Un cuento a cuatro manos…
Ella llega, con su pelo suelto, a conquistarlo todo. Como un torbellino arrastra a su paso los cuerpos inertes de los amantes que la han buscado mientras oculta en sus manos el arma homicida.
Se cuenta en los pueblos que miles han intentado capturarla y, sin embargo, nadie ha conseguido detenerla. Incluso peor, ninguno ha logrado escapar con vida. Sus balas tienen el color rojo de sus cabellos y en cada cuerpo estampa tres besos. María, le bautizan los bandidos. Las mujeres le rezan y los hombres le temen.
Con el tiempo que lleva marcando rayitas en el espaldar de su cama (de cinco en cinco: cuatro verticales y una diagonal que las atravesaba) ya la gente debería haber aprendido que es mejor evitarla, pero ella es una mala idea muy atractiva, como las borracheras o los poemas de Bukowski.
Bebía leche en el desayuno, comía poetas en el almuerzo y aventureros en la cena.
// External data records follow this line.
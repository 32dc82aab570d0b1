//! `anchor clean [-n]`

use anyhow::Result;
use clap::Parser;

use crate::client::status::status;
use crate::client::workspace::Workspace;

#[derive(Debug, Parser)]
pub struct Args {
    /// Dry run: print what would be removed without removing it.
    #[clap(short = 'n', long)]
    dry_run: bool,
}

pub fn run(ws: &Workspace, args: Args) -> Result<()> {
    let index = ws.load_index()?;
    let st = status(&ws.root, &index)?;

    for path in &st.untracked {
        if args.dry_run {
            println!("Would remove {path}");
        } else {
            std::fs::remove_file(ws.work_path(path))?;
            println!("Removed {path}");
        }
    }
    Ok(())
}
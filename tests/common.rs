#![allow(dead_code)]

use std::path::Path;

use anyhow::Result;
use assert_cmd::Command;

/// An `anchor` invocation rooted at `cwd`.
pub fn anchor(cwd: &Path) -> Result<Command> {
    let mut cmd = Command::cargo_bin("anchor")?;
    cmd.current_dir(cwd);
    Ok(cmd)
}
//! The Anchor server binary: loads configuration, builds shared state, and
//! serves the HTTP surface.

use std::net::SocketAddr;
use std::sync::Arc;

use anyhow::{Context, Result};
use clap::Parser;
use tracing_subscriber::EnvFilter;

use anchor::config;
use anchor::server::{routes, state::AppState};

#[derive(Parser)]
#[command(name = "anchor-server", about = "Serve an Anchor repository store over HTTP")]
struct Args {
    /// Override the configured bind address (host:port).
    #[arg(long)]
    bind: Option<String>,

    /// Override the configured repository root.
    #[arg(long)]
    svcs_root: Option<camino::Utf8PathBuf>,

    #[arg(short, long, action = clap::ArgAction::Count)]
    verbose: u8,
}

#[tokio::main]
async fn main() -> Result<()> {
    let args = Args::parse();

    let level = match args.verbose {
        0 => "warn",
        1 => "info",
        2 => "debug",
        _ => "trace",
    };
    tracing_subscriber::fmt()
        .with_env_filter(EnvFilter::try_new(level).unwrap())
        .init();

    let mut cfg = config::load().context("Couldn't load server configuration")?;
    if let Some(bind) = args.bind {
        cfg.bind = bind;
    }
    if let Some(root) = args.svcs_root {
        cfg.svcs_root = root;
    }

    let addr: SocketAddr = cfg.bind.parse().context("Couldn't parse bind address")?;
    let state = Arc::new(AppState::new(&cfg)?);
    let app = routes::build(state);

    tracing::info!(%addr, "anchor-server listening");
    let listener = tokio::net::TcpListener::bind(addr).await?;
    axum::serve(
        listener,
        app.into_make_service_with_connect_info::<SocketAddr>(),
    )
    .await?;
    Ok(())
}
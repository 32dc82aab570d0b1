//! `meta.json`: repository metadata. The only other mutable file besides
//! refs and the lock.

use anyhow::{Context, Result};
use camino::Utf8Path;
use serde::{Deserialize, Serialize};

use crate::file_util::atomic_write;

#[derive(Debug, Clone, Serialize, Deserialize)]
pub struct RepoMeta {
    pub name: String,
    pub created_at: String,
    #[serde(default, skip_serializing_if = "Option::is_none")]
    pub is_public: Option<bool>,
    #[serde(default, skip_serializing_if = "Option::is_none")]
    pub is_favorite: Option<bool>,
}

impl RepoMeta {
    pub fn new(name: impl Into<String>) -> Self {
        Self {
            name: name.into(),
            created_at: chrono::Utc::now().to_rfc3339(),
            is_public: None,
            is_favorite: Some(false),
        }
    }

    pub fn load(path: &Utf8Path) -> Result<Self> {
        let bytes = std::fs::read(path).with_context(|| format!("Couldn't read {path}"))?;
        Ok(serde_json::from_slice(&bytes)?)
    }

    pub fn save(&self, path: &Utf8Path) -> Result<()> {
        let bytes = serde_json::to_vec_pretty(self)?;
        atomic_write(path, &bytes)
    }
}
//! Canonical JSON: UTF-8, sorted keys at every level, no insignificant
//! whitespace, no trailing newline. This is the byte encoding that content
//! addressing for trees is built on; divergence here breaks cross-repo id
//! compatibility, so it's a single function everything else calls through.
//!
//! `serde_json::Map` is a `BTreeMap` under the hood as long as the
//! `preserve_order` feature stays off, so once a value lives in a
//! `serde_json::Value::Object` its keys come out sorted regardless of
//! insertion order. But a struct serialized straight to bytes never goes
//! through that map at all — `Serializer::serialize_struct` writes each
//! field as it's visited, in declaration order. So we always round-trip
//! through `serde_json::Value` first: that's what actually forces sorting
//! at every nesting level, including inside structs whose field order
//! doesn't happen to match key order.

use serde::Serialize;

pub fn to_canonical_bytes<T: Serialize>(value: &T) -> anyhow::Result<Vec<u8>> {
    let value = serde_json::to_value(value)?;
    Ok(serde_json::to_vec(&value)?)
}

pub fn to_canonical_string<T: Serialize>(value: &T) -> anyhow::Result<String> {
    let value = serde_json::to_value(value)?;
    Ok(serde_json::to_string(&value)?)
}

#[cfg(test)]
mod test {
    use super::*;
    use std::collections::BTreeMap;

    #[test]
    fn sorted_no_whitespace() {
        let mut m = BTreeMap::new();
        m.insert("zebra", 1);
        m.insert("apple", 2);
        let s = to_canonical_string(&m).unwrap();
        assert_eq!(s, r#"{"apple":2,"zebra":1}"#);
    }

    #[test]
    fn struct_field_declaration_order_is_overridden_by_key_sort() {
        #[derive(Serialize)]
        struct OutOfOrder {
            #[serde(rename = "type")]
            kind: String,
            id: String,
        }
        let s = to_canonical_string(&OutOfOrder {
            kind: "blob".to_string(),
            id: "0ebdc".to_string(),
        })
        .unwrap();
        assert_eq!(s, r#"{"id":"0ebdc","type":"blob"}"#);
    }
}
No dejaba un hueso, ni rastro. Conservaba, sin embargo, como trofeo, souvenirs de todas las latitudes y poemas de todos los sentimientos y estados de ánimo. Tenía arena de El Cairo, chocolates suizos y rosas de Lima. Leía, antes de dormir, versos sobre ella que hablaban de deseo, de odio, de añoranza. No atesoraba líneas de decepción: nadie vivía lo suficiente como para desilusionarse.
¿Cómo lo lograba? Poniendo el pecho para que las víctimas atacaran primero. Regalaba libros, escribía versos, sonreía sin malicia y se mostraba posible. Pero tenía reflejos de cobra, y cuando el rival aventuraba una estocada recibía un relámpago que lo dejaba tieso, una luz cegadora, un disparo de nieve.
En la madrugada volvía a su guarida, agotada, con el estómago lleno y con el corazón conforme. Cuando se acostaba a leer sus poemas-trofeo, lloraba. No se le tensaba el rostro, no suspiraba, solo corría una lágrima que tal vez ella no notaba, imperceptible como el crecimiento del cabello. Nadie sabe si lloraba de conmoción por la belleza de los textos o por remordimiento, pero su llanto demostraba que tenía corazón.